NANETS2025 18th Annual Multidisciplinary NET Medical Symposium NANETS 2025 Trials In Progress Section (15 abstracts)
1City of Hope Comprehensive Cancer Center, Duarte, California, USA; 2Karmanos Cancer Institute and Wayne State University, Detroit, Michigan, USA; 3University of Kentucky, Lexington, Kentucky, USA 4University of Colorado Cancer Center, Aurora, Colorado, USA; 5START Midwest and The Cancer & Hematology Centers, Grand Rapids, Michigan, USA; 6The University of Texas MD Anderson Cancer Center, Houston, Texas, USA; 7University of California Irvine, Orange, California, USA; 8Hoag Family Cancer Institute, Newport Beach, California, USA; 9Perelman School of Medicine, University of Pennsylvania, Philadelphia, Pennsylvania, USA; 10Hospital Universitario 12 de Octubre, Imas 12, UCM, Madrid, Spain; 11Mayo Clinic, Rochester, Minnesota, USA; 12Sarah Cannon Research Institute at HealthOne, Denver, Colorado, USA; 13START Barcelona, HM Nou Delfos Hospital, Barcelona, Spain; 14Vall dHebron University Hospital, Barcelona, Spain; 15LSU Health Sciences Center, New Orleans, Louisiana, USA; 16Emory University, Atlanta, Georgia, USA; 17Hospital Universitario Fundación Jiménez Díaz START, Madrid, Spain; 18University of Virginia Health System, Charlottesville, Virginia, USA; 19NEXT Oncology, Austin, Texas, USA; 20NEXT Oncology, Dallas, Texas, USA; 21NEXT Oncology, Fairfax, Virginia, USA; 22Memorial Sloan Kettering Cancer Center, New York, New York, USA; 23Crinetics Pharmaceuticals, Inc., San Diego, California, USA; 24University of California San Francisco, San Francisco, California, USA
Background: Somatostatin receptor 2 (SSTR2) is an established target for the treatment of neuroendocrine tumors (NETs) and a possible target for other solid tumors expressing SSTR2, including breast cancer, melanoma, small cell lung cancer, and meningioma. CRN09682 is a novel, nonradioactive, nonpeptide drug-conjugate (NDC) targeting SSTR2-expressing tumors with a monomethyl auristatin E (MMAE) payload. Here, we report the study design and methodolgy for the first-in-human evaluation of CRN09682.
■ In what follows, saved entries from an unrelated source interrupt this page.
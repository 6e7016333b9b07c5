//! Fixed-capacity snake body

use heapless::Vec;

use super::cell::Cell;
use super::direction::Direction;
use crate::config::MAX_SNAKE_LENGTH;

/// Snake body segments, head at index 0
#[derive(Debug, Clone)]
pub struct Snake {
    segments: Vec<Cell, MAX_SNAKE_LENGTH>,
}

impl Snake {
    /// A one-segment snake at `head`
    pub fn new(head: Cell) -> Self {
        let mut segments = Vec::new();
        // Capacity is far above one
        let _ = segments.push(head);
        Self { segments }
    }

    /// Build a snake from explicit segments, truncated to capacity
    pub fn from_segments(cells: &[Cell]) -> Self {
        let mut snake = Self::new(cells.first().copied().unwrap_or_default());
        for &cell in cells.iter().skip(1) {
            if !snake.push_tail(cell) {
                break;
            }
        }
        snake
    }

    pub fn head(&self) -> Cell {
        self.segments[0]
    }

    pub fn tail(&self) -> Cell {
        self.segments[self.segments.len() - 1]
    }

    pub fn len(&self) -> usize {
        self.segments.len()
    }

    /// Always false, a snake keeps at least its head
    pub fn is_empty(&self) -> bool {
        false
    }

    pub fn is_full(&self) -> bool {
        self.segments.is_full()
    }

    pub fn segments(&self) -> &[Cell] {
        &self.segments
    }

    pub fn contains(&self, cell: Cell) -> bool {
        self.segments.contains(&cell)
    }

    /// Shift every segment into its predecessor's cell and advance the head.
    /// Returns the cell the tail vacated.
    pub fn advance(&mut self, direction: Direction) -> Cell {
        let vacated = self.tail();
        let body = self.segments.as_mut_slice();
        body.copy_within(0..body.len() - 1, 1);
        body[0] = body[0].step(direction);
        vacated
    }

    /// Append a segment at the tail. Returns false when the body is at capacity.
    pub fn push_tail(&mut self, cell: Cell) -> bool {
        self.segments.push(cell).is_ok()
    }

    /// Drop the tail segment. Returns the removed cell, or `None` when only the head is left.
    pub fn pop_tail(&mut self) -> Option<Cell> {
        if self.segments.len() == 1 {
            return None;
        }
        self.segments.pop()
    }
}
//! Grid cells on the playfield

use rand::Rng;

use super::direction::Direction;
use crate::config::{
    GRID_SIZE, PLAYFIELD_MAX_X, PLAYFIELD_MAX_Y, PLAYFIELD_MIN_X, PLAYFIELD_MIN_Y,
};

/// Top-left pixel of a 10×10 grid cell
#[derive(Debug, Clone, Copy, PartialEq, Eq, Hash, Default)]
pub struct Cell {
    pub x: i32,
    pub y: i32,
}

impl Cell {
    pub const fn new(x: i32, y: i32) -> Self {
        Self { x, y }
    }

    /// The cell one step away in `direction`, wrapping across the playfield edges
    pub fn step(self, direction: Direction) -> Cell {
        let (dx, dy) = match direction {
            Direction::Up => (0, -GRID_SIZE),
            Direction::Down => (0, GRID_SIZE),
            Direction::Left => (-GRID_SIZE, 0),
            Direction::Right => (GRID_SIZE, 0),
        };
        Cell::new(self.x + dx, self.y + dy).wrapped()
    }

    /// Fold a cell that left the playfield back in from the opposite edge
    pub fn wrapped(self) -> Cell {
        Cell::new(
            wrap_axis(self.x, PLAYFIELD_MIN_X, PLAYFIELD_MAX_X),
            wrap_axis(self.y, PLAYFIELD_MIN_Y, PLAYFIELD_MAX_Y),
        )
    }

    pub fn in_playfield(self) -> bool {
        (PLAYFIELD_MIN_X..=PLAYFIELD_MAX_X).contains(&self.x)
            && (PLAYFIELD_MIN_Y..=PLAYFIELD_MAX_Y).contains(&self.y)
    }

    /// A uniformly random cell inside the playfield
    pub fn random<R: Rng + ?Sized>(rng: &mut R) -> Cell {
        Cell::random_in(rng, (PLAYFIELD_MIN_X, PLAYFIELD_MAX_X), (PLAYFIELD_MIN_Y, PLAYFIELD_MAX_Y))
    }

    /// A uniformly random grid-aligned cell with both coordinates in the inclusive ranges
    pub fn random_in<R: Rng + ?Sized>(rng: &mut R, xs: (i32, i32), ys: (i32, i32)) -> Cell {
        let x = rng.gen_range(xs.0 / GRID_SIZE..=xs.1 / GRID_SIZE) * GRID_SIZE;
        let y = rng.gen_range(ys.0 / GRID_SIZE..=ys.1 / GRID_SIZE) * GRID_SIZE;
        Cell::new(x, y)
    }
}

fn wrap_axis(value: i32, min: i32, max: i32) -> i32 {
    let span = max - min + GRID_SIZE;
    min + (value - min).rem_euclid(span)
}
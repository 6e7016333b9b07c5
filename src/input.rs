//! Joystick sampling and the push-button latch

use std::sync::Arc;
use std::sync::atomic::{AtomicBool, Ordering};
use std::time::Duration;

use crate::config::{ADC_MAX, AXIS_CENTER, AXIS_RANGE, AXIS_THRESHOLD, BUTTON_DEBOUNCE};
use crate::game::Direction;

/// Two analog channels, each read as a raw 0–1023 sample
pub trait Joystick {
    fn read_x(&mut self) -> u16;
    fn read_y(&mut self) -> u16;
}

/// Scale a raw sample into -2..=2, collapsing readings near the center to 0
pub fn scale_axis(raw: u16) -> i32 {
    let raw = i32::from(raw.min(ADC_MAX));
    let reading = raw * AXIS_RANGE / i32::from(ADC_MAX);
    let distance = reading - AXIS_CENTER;
    if distance.abs() < AXIS_THRESHOLD { 0 } else { distance }
}

/// Map scaled axis values to a direction. The larger deflection wins; a tie means no change.
pub fn intent(x: i32, y: i32) -> Option<Direction> {
    if x.abs() > y.abs() {
        // The stick is mounted rotated: pushing towards low X steers right
        if x < 0 { Some(Direction::Right) } else { Some(Direction::Left) }
    } else if y.abs() > x.abs() {
        if y < 0 { Some(Direction::Down) } else { Some(Direction::Up) }
    } else {
        None
    }
}

/// Read both axes and map them to a direction
pub fn sample(raw_x: u16, raw_y: u16) -> Option<Direction> {
    intent(scale_axis(raw_x), scale_axis(raw_y))
}

/// Press flag shared between the button's edge handler and the main loop.
///
/// The handler is the only writer of `true`; the main loop is the only reader and
/// the only writer of `false`.
#[derive(Debug, Default)]
pub struct ButtonLatch {
    pressed: AtomicBool,
}

impl ButtonLatch {
    pub const fn new() -> Self {
        Self {
            pressed: AtomicBool::new(false),
        }
    }

    /// Called from the falling-edge handler
    pub fn signal(&self) {
        self.pressed.store(true, Ordering::Release);
    }

    /// Read and clear the flag
    pub fn take(&self) -> bool {
        self.pressed.swap(false, Ordering::AcqRel)
    }
}

/// Accepts at most one press per debounce window
#[derive(Debug, Clone, Default)]
pub struct Debouncer {
    last_accepted: Option<Duration>,
}

impl Debouncer {
    pub fn new() -> Self {
        Self::default()
    }

    pub fn accept(&mut self, now: Duration) -> bool {
        match self.last_accepted {
            Some(last) if now.saturating_sub(last) < BUTTON_DEBOUNCE => false,
            _ => {
                self.last_accepted = Some(now);
                true
            }
        }
    }
}

/// Turns a polled button level into released → pressed edges
#[derive(Debug, Clone, Default)]
pub struct EdgeDetector {
    was_down: bool,
}

impl EdgeDetector {
    pub fn new() -> Self {
        Self::default()
    }

    pub fn update(&mut self, is_down: bool) -> bool {
        let edge = is_down && !self.was_down;
        self.was_down = is_down;
        edge
    }
}

/// The main loop's side of the latch, with debouncing
#[derive(Debug)]
pub struct Button {
    latch: Arc<ButtonLatch>,
    debouncer: Debouncer,
}

impl Button {
    pub fn new(latch: Arc<ButtonLatch>) -> Self {
        Self {
            latch,
            debouncer: Debouncer::new(),
        }
    }

    pub fn latch(&self) -> &Arc<ButtonLatch> {
        &self.latch
    }

    /// A debounced press, if one was signalled since the last poll
    pub fn poll(&mut self, now: Duration) -> bool {
        self.latch.take() && self.debouncer.accept(now)
    }
}

#[cfg(test)]
mod tests {
    use super::*;

    #[test]
    fn test_scale_axis() {
        assert_eq!(scale_axis(0), -2);
        assert_eq!(scale_axis(256), -1);
        assert_eq!(scale_axis(512), 0);
        assert_eq!(scale_axis(767), 0);
        assert_eq!(scale_axis(768), 1);
        assert_eq!(scale_axis(1023), 2);
        assert_eq!(scale_axis(u16::MAX), 2);
    }

    #[test]
    fn test_larger_axis_wins() {
        assert_eq!(intent(-2, 1), Some(Direction::Right));
        assert_eq!(intent(2, -1), Some(Direction::Left));
        assert_eq!(intent(1, -2), Some(Direction::Down));
        assert_eq!(intent(0, 2), Some(Direction::Up));
    }

    #[test]
    fn test_ties_give_no_intent() {
        assert_eq!(intent(0, 0), None);
        assert_eq!(intent(2, 2), None);
        assert_eq!(intent(-1, 1), None);
        assert_eq!(sample(512, 512), None);
    }

    #[test]
    fn test_latch_take_clears() {
        let latch = ButtonLatch::new();
        assert!(!latch.take());
        latch.signal();
        latch.signal();
        assert!(latch.take());
        assert!(!latch.take());
    }

    #[test]
    fn test_debounce_window() {
        let mut debouncer = Debouncer::new();
        assert!(debouncer.accept(Duration::from_millis(1000)));
        assert!(!debouncer.accept(Duration::from_millis(1100)));
        assert!(!debouncer.accept(Duration::from_millis(1199)));
        assert!(debouncer.accept(Duration::from_millis(1200)));
    }

    #[test]
    fn test_edge_detector() {
        let mut edges = EdgeDetector::new();
        assert!(!edges.update(false));
        assert!(edges.update(true));
        assert!(!edges.update(true));
        assert!(!edges.update(false));
        assert!(edges.update(true));
    }

    #[test]
    fn test_button_poll_debounces() {
        let latch = Arc::new(ButtonLatch::new());
        let mut button = Button::new(Arc::clone(&latch));
        latch.signal();
        assert!(button.poll(Duration::from_millis(0)));

        latch.signal();
        assert!(!button.poll(Duration::from_millis(50)));
        assert!(!button.poll(Duration::from_millis(300)));

        button.latch().signal();
        assert!(button.poll(Duration::from_millis(300)));
    }
}
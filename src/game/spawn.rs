//! Food, barrier and bad-food placement

use rand::Rng;
use tracing::debug;

use super::bad_food::{self, BadFood};
use super::cell::Cell;
use super::snake::Snake;
use crate::config::{
    BARRIER_CLEARANCE, BARRIER_NUDGE, CENTER_MAX_X, CENTER_MAX_Y, CENTER_MIN_X, CENTER_MIN_Y,
    CORNER_BOTTOM_Y, CORNER_LEFT_X, CORNER_RIGHT_X, CORNER_TOP_Y, MAX_PLACEMENT_ATTEMPTS,
};

/// Draw cells from `sample` until one is off the snake, giving up after a fixed number of
/// attempts. On give-up the last sample is kept even though it overlaps.
pub fn place_clear_of<R, F>(rng: &mut R, snake: &Snake, mut sample: F) -> Cell
where
    R: Rng + ?Sized,
    F: FnMut(&mut R) -> Cell,
{
    let mut cell = sample(rng);
    for _ in 1..MAX_PLACEMENT_ATTEMPTS {
        if !snake.contains(cell) {
            return cell;
        }
        cell = sample(rng);
    }
    if snake.contains(cell) {
        debug!("Placement gave up after {} attempts at {:?}", MAX_PLACEMENT_ATTEMPTS, cell);
    }
    cell
}

pub fn place_food<R: Rng + ?Sized>(rng: &mut R, snake: &Snake) -> Cell {
    place_clear_of(rng, snake, |r| Cell::random(r))
}

pub fn head_in_center(head: Cell) -> bool {
    (CENTER_MIN_X..=CENTER_MAX_X).contains(&head.x) && (CENTER_MIN_Y..=CENTER_MAX_Y).contains(&head.y)
}

/// Place the barrier after food was eaten and re-placed at `food`.
///
/// A snake eating in the middle of the board gets the barrier sent to a random corner.
/// Otherwise it lands anywhere off the snake, and is pushed diagonally away when it
/// would sit right next to the food. The pushed cell is not checked against the snake.
pub fn place_barrier<R: Rng + ?Sized>(rng: &mut R, snake: &Snake, food: Cell) -> Cell {
    if head_in_center(snake.head()) {
        let (xs, ys) = match rng.gen_range(0..4) {
            0 => (CORNER_LEFT_X, CORNER_TOP_Y),
            1 => (CORNER_RIGHT_X, CORNER_TOP_Y),
            2 => (CORNER_LEFT_X, CORNER_BOTTOM_Y),
            _ => (CORNER_RIGHT_X, CORNER_BOTTOM_Y),
        };
        return place_clear_of(rng, snake, |r| Cell::random_in(r, xs, ys));
    }

    let barrier = place_clear_of(rng, snake, |r| Cell::random(r));
    if (food.x - barrier.x).abs() <= BARRIER_CLEARANCE && (food.y - barrier.y).abs() <= BARRIER_CLEARANCE {
        Cell::new(barrier.x + BARRIER_NUDGE, barrier.y + BARRIER_NUDGE).wrapped()
    } else {
        barrier
    }
}

/// Replace the bad-food set with the number of cells `level` calls for
pub fn place_bad_food<R: Rng + ?Sized>(rng: &mut R, snake: &Snake, level: u32, bad: &mut BadFood) {
    bad.clear();
    for _ in 0..bad_food::count_for_level(level) {
        bad.push(place_clear_of(rng, snake, |r| Cell::random(r)));
    }
}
Methods: This phase 1/2, multicenter, open-label, nonrandomized study consists of two phases: dose escalation and dose expansion. In the dose escalation phase, the primary objective is to evaluate the safety and tolerability of CRN09682, while secondary objectives include evaluation of CRN09682 pharmacokinetics, identification of the maximum tolerated dose (MTD), and selection of the expansion phase dose. Eligible patients with progressive metastatic/unresectable SSTR2-expressing tumors (confirmed by SSTR imaging) will be enrolled in the dose escalation phase. CRN09682 will be administered every 3 weeks via intravenous infusion, at a starting dose based on ICH S9 guidelines. Dose escalation will utilize a BOIN design to establish the MTD. The recommended dose for expansion will be based on the totality of data, including available exposure response from the dose escalation phase. The dose expansion phase will enroll cohorts of patients with SSTR2-expressing neoplasms, including: well-differentiated grade 1-3 pancreatic NETs; well-differentiated grade 1-3 extra-pancreatic NETs; poorly differentiated neuroendocrine carcinomas (NECs; including small- and large-cell pulmonary carcinomas, extrapulmonary NECs, and Merkel cell carcinoma); and, if feasible, relapsed or refractory non-neuroendocrine SSTR2-expressing tumors. Patients will continue therapy until disease progression, unacceptable toxicity, or other discontinuation criteria are met. The primary endpoints in the dose expansion phase are safety and tolerability (eg, incidence of adverse events, dose interruptions). Secondary endpoints include assessments of antitumor activity (eg, objective response rate, duration of response, and disease control rate, based on RECIST 1.1 criteria; progression-free survival, overall survival) and pharmacokinetic assessments.
Results: N/A
Conclusions: Results of this study will be used to inform subsequent clinical trials to investigate the efficacy and safety of CRN09682 for patients with metastatic or locally advanced/unresectable neuroendocrine neoplasms or other SSTR2-expressing tumors.